Relevant Equations:: FIR Filter
Recursive Structure

Hi,

I have a question related to filter structures. Question: An FIR filter can also be implemented using a recursive structure. Can you find such an example?

I don't really know how to proceed here.

Method:
FIR filter is a 'finite impulse response', which means that the response doesn't last forever and is usually non-recursive.

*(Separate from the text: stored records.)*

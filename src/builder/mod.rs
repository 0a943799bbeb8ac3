mod source;

pub use source::{ModuleMatrixSource, QrCodeSource};

use std::path::{Path, PathBuf};

use image::RgbaImage;
use log::{info, warn};

use crate::common::{ColorPair, EncodeOptions, QRResult};
use crate::config::RenderConfig;
use crate::persist::persist;
use crate::render::{composite, synthesize, synthesize_fixed, DEFAULT_FRACTION, FIXED_SIZE};

// QR tool
//------------------------------------------------------------------------------

/// Renders content into pixel buffers and saves them.
///
/// Holds no state between calls besides its source and encode options, so one instance
/// can be shared by reference wherever QR images are needed.
pub struct QRTool<S: ModuleMatrixSource = QrCodeSource> {
    source: S,
    opts: EncodeOptions,
}

impl QRTool {
    pub fn new() -> Self {
        Self::with_source(QrCodeSource::new())
    }
}

impl Default for QRTool {
    fn default() -> Self {
        Self::new()
    }
}

impl<S: ModuleMatrixSource> QRTool<S> {
    pub fn with_source(source: S) -> Self {
        Self { source, opts: EncodeOptions::default() }
    }

    pub fn encode_options(&mut self, opts: EncodeOptions) -> &mut Self {
        self.opts = opts;
        self
    }

    pub fn options(&self) -> &EncodeOptions {
        &self.opts
    }

    /// Renders `content` at 256x256, black on white.
    pub fn draw(&self, content: &str) -> QRResult<RgbaImage> {
        info!("Drawing fixed size QR...");
        let grid = self.source.encode(content, FIXED_SIZE, FIXED_SIZE, &self.opts)?;
        synthesize_fixed(&grid)
    }

    /// Renders `content` at `width` x `height`, black on white unless `colors` says otherwise.
    pub fn draw_sized(
        &self,
        content: &str,
        width: u32,
        height: u32,
        colors: Option<ColorPair>,
    ) -> QRResult<RgbaImage> {
        info!("Drawing {width}x{height} QR...");
        let colors = colors.unwrap_or_default();
        let grid = self.source.encode(content, width, height, &self.opts)?;
        synthesize(&grid, width, height, &colors)
    }

    /// Like [`draw_sized`](Self::draw_sized), then stamps `icon` over the center.
    ///
    /// `fraction` defaults to [`DEFAULT_FRACTION`]. A non-square icon is skipped and the
    /// plain code is returned.
    pub fn draw_with_icon(
        &self,
        content: &str,
        width: u32,
        height: u32,
        icon: &RgbaImage,
        fraction: Option<f32>,
        colors: Option<ColorPair>,
    ) -> QRResult<RgbaImage> {
        let mut img = self.draw_sized(content, width, height, colors)?;
        composite(&mut img, icon, fraction.unwrap_or(DEFAULT_FRACTION));
        Ok(img)
    }

    pub fn save(
        &self,
        img: &RgbaImage,
        dir: impl AsRef<Path>,
        file_name: &str,
    ) -> QRResult<PathBuf> {
        persist(img, dir, file_name)
    }

    /// Runs a whole render-and-save job. The config's encode options apply to this job only.
    pub fn render(&self, config: &RenderConfig) -> QRResult<PathBuf>
    where
        S: Clone,
    {
        let mut tool = QRTool::with_source(self.source.clone());
        tool.encode_options(config.encode.clone());

        let img = if config.fixed {
            if config.icon.is_some() {
                warn!("Fixed size mode does not support icons; ignoring icon");
            }
            tool.draw(&config.content)?
        } else {
            let colors = config.colors()?;
            match &config.icon {
                Some(path) => {
                    let icon = image::open(path)?.into_rgba8();
                    tool.draw_with_icon(
                        &config.content,
                        config.width,
                        config.height,
                        &icon,
                        Some(config.fraction),
                        Some(colors),
                    )?
                }
                None => {
                    tool.draw_sized(&config.content, config.width, config.height, Some(colors))?
                }
            }
        };

        tool.save(&img, &config.output_dir, &config.file_name)
    }
}

#[cfg(test)]
mod qrtool_tests {
    use image::{Rgba, RgbaImage};

    use super::{ModuleMatrixSource, QRTool};
    use crate::common::{ColorPair, EncodeOptions, ModuleGrid, QRError, QRResult, BLACK, WHITE};

    const RED: Rgba<u8> = Rgba([255, 0, 0, 255]);
    const GREEN: Rgba<u8> = Rgba([0, 255, 0, 255]);

    /// Marks the left half of the canvas; expects the default encode options.
    #[derive(Clone, Default)]
    struct HalfSource;

    impl ModuleMatrixSource for HalfSource {
        fn encode(&self, _: &str, w: u32, h: u32, opts: &EncodeOptions) -> QRResult<ModuleGrid> {
            assert_eq!(*opts, EncodeOptions::default());
            ModuleGrid::from_fn(w, h, |_, c| c < w / 2)
        }
    }

    /// Ignores the requested size.
    struct TinySource;

    impl ModuleMatrixSource for TinySource {
        fn encode(&self, _: &str, _: u32, _: u32, _: &EncodeOptions) -> QRResult<ModuleGrid> {
            ModuleGrid::new(2, 2, vec![true; 4])
        }
    }

    #[test]
    fn test_draw_fixed() {
        let img = QRTool::with_source(HalfSource).draw("x").unwrap();
        assert_eq!(img.dimensions(), (256, 256));
        assert_eq!(*img.get_pixel(0, 0), BLACK);
        assert_eq!(*img.get_pixel(255, 0), WHITE);
    }

    #[test]
    fn test_draw_sized_colors() {
        let tool = QRTool::with_source(HalfSource);
        let img = tool.draw_sized("x", 40, 30, Some(ColorPair::new(RED, GREEN))).unwrap();
        assert_eq!(img.dimensions(), (40, 30));
        assert_eq!(*img.get_pixel(19, 29), RED);
        assert_eq!(*img.get_pixel(20, 0), GREEN);
    }

    #[test]
    fn test_draw_with_icon_default_fraction() {
        let tool = QRTool::with_source(HalfSource);
        let icon = RgbaImage::from_pixel(10, 10, RED);
        let img = tool.draw_with_icon("x", 100, 100, &icon, None, None).unwrap();
        // 20 pixel icon over [40, 60)
        assert_eq!(*img.get_pixel(39, 50), BLACK);
        assert_eq!(*img.get_pixel(40, 50), RED);
        assert_eq!(*img.get_pixel(59, 50), RED);
        assert_eq!(*img.get_pixel(60, 50), WHITE);
    }

    #[test]
    fn test_draw_with_non_square_icon() {
        let tool = QRTool::with_source(HalfSource);
        let plain = tool.draw_sized("x", 100, 100, None).unwrap();
        let icon = RgbaImage::from_pixel(10, 12, RED);
        let img = tool.draw_with_icon("x", 100, 100, &icon, Some(0.5), None).unwrap();
        assert_eq!(img, plain);
    }

    #[test]
    fn test_source_size_mismatch() {
        let res = QRTool::with_source(TinySource).draw_sized("x", 10, 10, None);
        assert!(matches!(res, Err(QRError::DimensionMismatch { found_w: 2, found_h: 2, .. })));
    }

    #[test]
    fn test_encode_options() {
        let mut tool = QRTool::new();
        let opts = EncodeOptions { margin: 4, ..Default::default() };
        tool.encode_options(opts.clone());
        assert_eq!(*tool.options(), opts);
    }
}
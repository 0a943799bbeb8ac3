use std::any::{type_name, Any, TypeId};
use std::collections::HashMap;

use log::debug;

// Registry
//------------------------------------------------------------------------------

/// Owns at most one instance per type for the lifetime of the registry.
///
/// Instances are registered explicitly or built on first use, and are never replaced;
/// they are dropped together with the registry.
#[derive(Default)]
pub struct Registry {
    services: HashMap<TypeId, Box<dyn Any>>,
}

impl Registry {
    pub fn new() -> Self {
        Self::default()
    }

    /// Stores `service`, or hands it back if an instance of `T` is already registered.
    pub fn register<T: Any>(&mut self, service: T) -> Result<(), T> {
        let id = TypeId::of::<T>();
        if self.services.contains_key(&id) {
            return Err(service);
        }
        debug!("Registering {}", type_name::<T>());
        self.services.insert(id, Box::new(service));
        Ok(())
    }

    pub fn get<T: Any>(&self) -> Option<&T> {
        self.services.get(&TypeId::of::<T>()).and_then(|s| s.downcast_ref())
    }

    pub fn get_mut<T: Any>(&mut self) -> Option<&mut T> {
        self.services.get_mut(&TypeId::of::<T>()).and_then(|s| s.downcast_mut())
    }

    pub fn get_or_insert_with<T: Any>(&mut self, f: impl FnOnce() -> T) -> &mut T {
        self.services
            .entry(TypeId::of::<T>())
            .or_insert_with(|| {
                debug!("Creating {} on first use", type_name::<T>());
                Box::new(f())
            })
            .downcast_mut()
            .expect("registry entry keyed by its own TypeId")
    }

    pub fn contains<T: Any>(&self) -> bool {
        self.services.contains_key(&TypeId::of::<T>())
    }

    pub fn len(&self) -> usize {
        self.services.len()
    }

    pub fn is_empty(&self) -> bool {
        self.services.is_empty()
    }
}
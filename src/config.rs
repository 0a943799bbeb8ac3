use std::io;
use std::path::{Path, PathBuf};

use serde::{Deserialize, Serialize};

use crate::common::{
    format_color, parse_color, ColorPair, EncodeOptions, QRResult, BLACK, WHITE,
};
use crate::json::JsonMapper;
use crate::render::{DEFAULT_FRACTION, FIXED_SIZE};

// Render config
//------------------------------------------------------------------------------

/// One render-and-save job, as read from a JSON file or assembled from flags.
#[derive(Debug, Clone, PartialEq, Serialize, Deserialize)]
#[serde(default)]
pub struct RenderConfig {
    pub content: String,
    pub width: u32,
    pub height: u32,
    /// `#RRGGBB` or `#RRGGBBAA`
    pub mark: String,
    pub background: String,
    pub icon: Option<PathBuf>,
    pub fraction: f32,
    pub encode: EncodeOptions,
    /// Render 256x256 black on white, ignoring size, colors and icon.
    pub fixed: bool,
    pub output_dir: PathBuf,
    pub file_name: String,
}

impl Default for RenderConfig {
    fn default() -> Self {
        Self {
            content: String::new(),
            width: FIXED_SIZE,
            height: FIXED_SIZE,
            mark: format_color(BLACK),
            background: format_color(WHITE),
            icon: None,
            fraction: DEFAULT_FRACTION,
            encode: EncodeOptions::default(),
            fixed: false,
            output_dir: PathBuf::from("."),
            file_name: "qrcode.png".to_string(),
        }
    }
}

impl RenderConfig {
    pub fn load(mapper: &JsonMapper, path: impl AsRef<Path>) -> QRResult<Self> {
        let path = path.as_ref();
        mapper.read_file(path)?.ok_or_else(|| {
            io::Error::new(io::ErrorKind::NotFound, format!("{} not found", path.display()))
                .into()
        })
    }

    pub fn colors(&self) -> QRResult<ColorPair> {
        Ok(ColorPair::new(parse_color(&self.mark)?, parse_color(&self.background)?))
    }
}
//! Control-transfer wire protocol for the token.
//!
//! The token exposes two register blocks over vendor control transfers: the
//! real-time clock and the TOTP shared secret. This module owns the byte
//! layout of both directions; the transport layer moves the buffers.
//!
//! # Clock register block
//!
//! Read response (9 bytes, BCD with reserved high bits per byte):
//!
//! ```text
//! Offset  Field    Tens mask
//! 0       (unused)
//! 1       second   0x7
//! 2       minute   0x7
//! 3       hour     0x3
//! 4       weekday  (written, never read back)
//! 5       day      0x3
//! 6       month    0x1
//! 7       year     0xF  (absolute year = 2000 + value)
//! 8       (unused)
//! ```
//!
//! Write payload (9 bytes): `[2, BCD(second + 1), BCD(minute), BCD(hour),
//! weekday, BCD(day), BCD(month), BCD(year - 2000), 3]`. The +1 on the
//! seconds field compensates for transfer latency and the device's tick
//! boundary; it is part of the wire contract, not an accident.
//!
//! # Secret register block
//!
//! Write payload (42 bytes): `[3, len, secret bytes, zero padding]` with
//! `len` at most 40.

use chrono::{NaiveDate, NaiveDateTime};

use crate::error::{TokenError, TokenResult};
use crate::types::{Base32Secret, DeviceClock};

/// Control request types and codes.
pub mod request {
    /// Device-to-host register read (direction IN | vendor class).
    pub const TYPE_IN: u8 = 0xA0;
    /// Host-to-device register write.
    pub const TYPE_OUT: u8 = 0x20;
    /// Read a register block.
    pub const READ: u8 = 0x01;
    /// Write a register block.
    pub const WRITE: u8 = 0x09;
}

/// wValue register selectors.
pub mod register {
    /// Real-time clock block.
    pub const CLOCK: u16 = 0x0002;
    /// Shared secret block.
    pub const SECRET: u16 = 0x0003;
}

/// Command tags carried inside write payloads.
mod tag {
    /// Byte 0 of a set-clock payload.
    pub const SET_CLOCK: u8 = 2;
    /// Byte 0 of a set-secret payload.
    pub const SET_SECRET: u8 = 3;
    /// Trailer byte of a set-clock payload.
    pub const CLOCK_TRAILER: u8 = 3;
}

/// Size of the clock register block in both directions.
pub const CLOCK_LEN: usize = 9;

/// Size of the set-secret payload: tag + length + 40-byte register.
pub const SECRET_PAYLOAD_LEN: usize = 42;

/// Pack a two-digit decimal value (0-99) into a BCD byte.
pub fn encode_bcd(v: u8) -> u8 {
    debug_assert!(v <= 99);
    ((v / 10) << 4) | (v % 10)
}

/// Unpack a BCD byte, keeping only `tens_mask` bits of the high nibble.
///
/// Each clock byte reserves some high bits for other device state, so every
/// field carries its own mask.
pub fn decode_bcd(b: u8, tens_mask: u8) -> u8 {
    (b & 0x0F) + ((b >> 4) & tens_mask) * 10
}

/// Encode a set-clock payload.
///
/// The clock was range-checked on construction, so encoding cannot fail.
/// Note that `second + 1` may encode as BCD 60 (0x60) when the source second
/// is 59; the device absorbs it at the next tick.
pub fn encode_clock(clock: &DeviceClock) -> [u8; CLOCK_LEN] {
    [
        tag::SET_CLOCK,
        encode_bcd(clock.second + 1),
        encode_bcd(clock.minute),
        encode_bcd(clock.hour),
        clock.weekday,
        encode_bcd(clock.day),
        encode_bcd(clock.month),
        encode_bcd((clock.year - 2000) as u8),
        tag::CLOCK_TRAILER,
    ]
}

/// Decode a clock register read into a timezone-naive timestamp.
///
/// Byte 4 (weekday on the write side) is not decoded. The masked fields can
/// still spell an impossible date if the device returns garbage; that
/// surfaces as a [`TokenError::TransferError`].
pub fn decode_clock(buf: &[u8]) -> TokenResult<NaiveDateTime> {
    if buf.len() < CLOCK_LEN {
        return Err(TokenError::TransferError(format!(
            "short clock read: {} bytes, expected {CLOCK_LEN}",
            buf.len()
        )));
    }

    let second = decode_bcd(buf[1], 0x7);
    let minute = decode_bcd(buf[2], 0x7);
    let hour = decode_bcd(buf[3], 0x3);
    let day = decode_bcd(buf[5], 0x3);
    let month = decode_bcd(buf[6], 0x1);
    let year = 2000 + decode_bcd(buf[7], 0xF) as i32;

    NaiveDate::from_ymd_opt(year, month as u32, day as u32)
        .and_then(|d| d.and_hms_opt(hour as u32, minute as u32, second as u32))
        .ok_or_else(|| {
            TokenError::TransferError(format!("implausible clock fields in response: {buf:02x?}"))
        })
}

/// Build a set-secret payload: tag, decoded length, secret bytes, zero
/// padding out to the full 42 bytes.
pub fn secret_payload(secret: &Base32Secret) -> [u8; SECRET_PAYLOAD_LEN] {
    let bytes = secret.as_bytes();
    let mut payload = [0u8; SECRET_PAYLOAD_LEN];
    payload[0] = tag::SET_SECRET;
    payload[1] = bytes.len() as u8;
    payload[2..2 + bytes.len()].copy_from_slice(bytes);
    payload
}

#[cfg(test)]
mod tests {
    use super::*;

    #[test]
    fn test_bcd_round_trip_within_masks() {
        // (tens_mask, highest value the mask can carry back)
        for &(mask, max) in &[(0x7u8, 79u8), (0x3, 39), (0x1, 19), (0xF, 99)] {
            for v in 0..=max {
                assert_eq!(decode_bcd(encode_bcd(v), mask), v, "v={v} mask={mask}");
            }
        }
    }

    #[test]
    fn test_bcd_known_values() {
        assert_eq!(encode_bcd(0), 0x00);
        assert_eq!(encode_bcd(9), 0x09);
        assert_eq!(encode_bcd(10), 0x10);
        assert_eq!(encode_bcd(59), 0x59);
        assert_eq!(encode_bcd(60), 0x60);
        assert_eq!(decode_bcd(0x59, 0x7), 59);
        // Reserved high bits are masked off before interpreting.
        assert_eq!(decode_bcd(0x80 | 0x23, 0x3), 23);
    }
}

A recursive structure, however, has dependence on the output as follows:
$$ y[k] = \sum_{j=0}^{N} a_j x[k - j] + \sum_{j = 1}^{M} b_j y[k - j] $$

For this to be a representation of an FIR filter, do we just want [itex]b_j < 1[/itex] for all [itex]b_j[/itex]? Is that correct? This makes sense intuitively to me as this will cause the output signal to decay over time.

Thanks in advance.
Simply keeping [itex]b_j < 1[/itex] isn't enough.

As [itex]k[/itex] becomes larger than the larger of [itex]M[/itex] and [itex]N[/itex], [itex]y[k][/itex] needs to equal zero, not just approach it. The finite part of "FIR" means that when the input is an impulse, the output must be zero after some finite [itex]k[/itex], not requiring that [itex]k \rightarrow \infty[/itex].

Fortunately, you can contrive such a filter.

Of course, you can always pick your [itex]b_j = 0[/itex], for all [itex]j[/itex]. But I'm guessing you won't get full points for that. That's kind of the trivial case (sort of cheating). So let's contrive a filter such that not all of the [itex]b_j[/itex]s are zero.

You know that [itex]x[k][/itex] is an impulse. You can and should use this to your advantage.

[itex]x[k] = 1, 0, 0, 0, \cdots[/itex]

Now pick something simple for your [itex]a_j[/itex]s. This is going to be your choice of [itex]a_j[/itex]s, since this filter is your own personal creation. But keep it pretty simple. I suggest making [itex]a_0[/itex] and [itex]a_1[/itex] nonzero, and that's it. (That should make a simple example, but not too simple).

Now step through [itex]k[/itex], one at a time (starting from [itex]k = 0[/itex]), and choose your [itex]b_j[/itex] such that [itex]y[k] = 0[/itex] after some finite [itex]k[/itex]. If you want to keep things really simple, you can start forcing [itex]y[k] = 0[/itex] as soon as [itex]k = 1[/itex]. It's up to you.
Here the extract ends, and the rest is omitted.